A lien is an interest in the property itself, and must be distinguished from the unsecured, “in
personam,” right that the creditor has against the debtor. We will start with a review of the system
for collecting unsecured claims that are based on the borrower’s legal obligation to pay, and then
we will look at the creation, enforcement and priority of secured claims or liens in Chapter 2.
1.3. The Self-Help System for Collecting Unsecured Claims
At one time creditors were permitted to use violence and enslavement to collect their
claims. In medieval times, the law even assisted creditors by allowing pillory, under which debtors
were restrained and subjected to maiming and death at the hands of their creditors. That is no
longer the case. It is a crime in every state to threaten to or use violence to collect debts. Short of
violence and threats of violence, however, the state laws on debt collection are ill defined and
poorly enforced. Creditors are generally free to call or visit their debtors to ask for payment, to
report defaults to credit bureaus (which can result in the modern equivalent of a scarlet letter), and
even to engage in various forms of conduct that man y would consider to be harassment. The
limitations are generally embodied in criminal laws like extortion, although some states have
enacted fair collection statutes modeled after the federal Fair Debt Collection Practices Act, but
applied to the creditors themselves rather than to third party debt collectors. There are also general
consumer protection statutes that provide some protection for debtors, but these tend to apply only
to specific industries and practices.
The main uniform limitation on debt collection activities is the federal Fair Debt Collection
Practices Act. The first thing to note about the Act is that it generally applies only to debt collectors
those who regularly collect debts owed to another. It is entirely inapplicable to creditors who
collect their own debts in their own names, and to the collection of business debts. Nevertheless,
the act is extremely important because creditors often utilize third party debt collectors to collect
consumer debts. The debt collection industry is enormous it is a multi-billion dollar industry
and its practitioners range from professional law firms to sleazy boiler room operations. In most
states, no license or professional training is required to engage in the debt collection industry, and
violations of the federal Act abound.
1.4. Practice Problems: Fair Debt Collection Practices Act (FDCPA)
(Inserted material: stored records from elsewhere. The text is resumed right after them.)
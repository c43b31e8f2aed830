//! Fixed-width transfer memos.
//!
//! The settlement network attaches a `bytes32` memo to each transfer. Text is
//! UTF-8 encoded, truncated to 32 bytes, and zero padded.

use std::fmt;

use serde::{Deserialize, Serialize};

use crate::constants::{MEMO_BYTES, SETTLEMENT_MEMO_PREFIX};

/// A 32-byte transfer memo.
#[derive(Debug, Clone, Copy, PartialEq, Eq, Hash, Serialize, Deserialize)]
pub struct Memo(pub [u8; MEMO_BYTES]);

impl Memo {
    /// Encode memo text. Bytes past the 32nd are dropped, even mid-character.
    #[must_use]
    pub fn from_text(text: &str) -> Self {
        let mut bytes = [0u8; MEMO_BYTES];
        let src = text.as_bytes();
        let len = src.len().min(MEMO_BYTES);
        bytes[..len].copy_from_slice(&src[..len]);
        Self(bytes)
    }

    /// Memo for one settlement leg: `SPLIT|<from>|<to>|<unix ms>`.
    #[must_use]
    pub fn settlement(from_name: &str, to_name: &str, unix_ms: i64) -> Self {
        Self::from_text(&format!(
            "{SETTLEMENT_MEMO_PREFIX}|{from_name}|{to_name}|{unix_ms}"
        ))
    }

    /// `0x` + 64 hex digits.
    #[must_use]
    pub fn to_hex(&self) -> String {
        format!("0x{}", hex::encode(self.0))
    }

    #[must_use]
    pub fn as_bytes(&self) -> &[u8; MEMO_BYTES] {
        &self.0
    }

    /// Memo text with the zero padding stripped (lossy for truncated characters).
    #[must_use]
    pub fn text(&self) -> String {
        let end = self.0.iter().rposition(|b| *b != 0).map_or(0, |i| i + 1);
        String::from_utf8_lossy(&self.0[..end]).into_owned()
    }
}

impl fmt::Display for Memo {
    fn fmt(&self, f: &mut fmt::Formatter<'_>) -> fmt::Result {
        f.write_str(&self.to_hex())
    }
}
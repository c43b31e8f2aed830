//! Settlement transfers produced by debt netting.
//!
//! A [`Transfer`] is the id-level output of the netting engine. A
//! [`SettlementLeg`] is the same transfer resolved against the group, carrying
//! enough of each participant to address and label the payment.

use serde::{Deserialize, Serialize};

use crate::money::{self, MinorUnits};
use crate::{Address, Memo, Participant, ParticipantId};

/// One settling payment: `from` (debtor) pays `to` (creditor).
#[derive(Debug, Clone, Copy, PartialEq, Eq, Hash, Serialize, Deserialize)]
pub struct Transfer {
    pub from: ParticipantId,
    pub to: ParticipantId,
    /// Always strictly positive.
    pub amount_minor_units: MinorUnits,
}

impl std::fmt::Display for Transfer {
    fn fmt(&self, f: &mut std::fmt::Formatter<'_>) -> std::fmt::Result {
        write!(
            f,
            "{} -> {} ${}",
            self.from,
            self.to,
            money::to_decimal_string(self.amount_minor_units)
        )
    }
}

/// A [`Transfer`] resolved to the participants on both ends.
#[derive(Debug, Clone, PartialEq, Eq, Serialize, Deserialize)]
pub struct SettlementLeg {
    pub from: Participant,
    pub to: Participant,
    pub amount_minor_units: MinorUnits,
}

impl SettlementLeg {
    #[must_use]
    pub fn debtor_address(&self) -> Address {
        self.from.address()
    }

    #[must_use]
    pub fn creditor_address(&self) -> Address {
        self.to.address()
    }

    /// Whether `caller` is the debtor of this leg. Only debtors execute legs.
    #[must_use]
    pub fn is_payable_by(&self, caller: &Address) -> bool {
        self.debtor_address() == *caller
    }

    /// On-chain memo for this leg, stamped with `unix_ms`.
    #[must_use]
    pub fn memo(&self, unix_ms: i64) -> Memo {
        Memo::settlement(&self.from.name, &self.to.name, unix_ms)
    }

    /// The id-level transfer this leg was resolved from.
    #[must_use]
    pub fn transfer(&self) -> Transfer {
        Transfer {
            from: self.from.id,
            to: self.to.id,
            amount_minor_units: self.amount_minor_units,
        }
    }
}

impl std::fmt::Display for SettlementLeg {
    fn fmt(&self, f: &mut std::fmt::Formatter<'_>) -> std::fmt::Result {
        write!(
            f,
            "{} -> {} ${}",
            self.from.name,
            self.to.name,
            money::to_decimal_string(self.amount_minor_units)
        )
    }
}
Read the Fair Debt Collection Practices Act (FDCPA), 15 U.S.C. 1601 et seq, which is
reprinted in Appendix A at the end of the book. If you are using an electronic version of this book,
you should be able to click any of the underlined links to take you directly to the relevant appendix
or code section in this document. If you have internet access, you should also be able to click case
links to read the full text version of the cited case using the free Google Scholar service.
Problem 1. Debtor owes $15,000 on her BofA Visa card, and has not made a payment in
two months. A BofA employee calls the Debtor at 2:00 in the morning, and allows the phone to
ring 10 times before it is answered. The employee tells the debtor that he is an employee of BofA,
and threatens to have the debtor put in jail unless payment is made by the close of business that
day. What provisions of the FDCPA have been violated? FDCPA § 803(6).
Problem 2. How would your answer to Problem 1 change if the BofA employee falsely
told the debtor that he worked for the district attorney’s office? See FDCPA § 803(6)(A).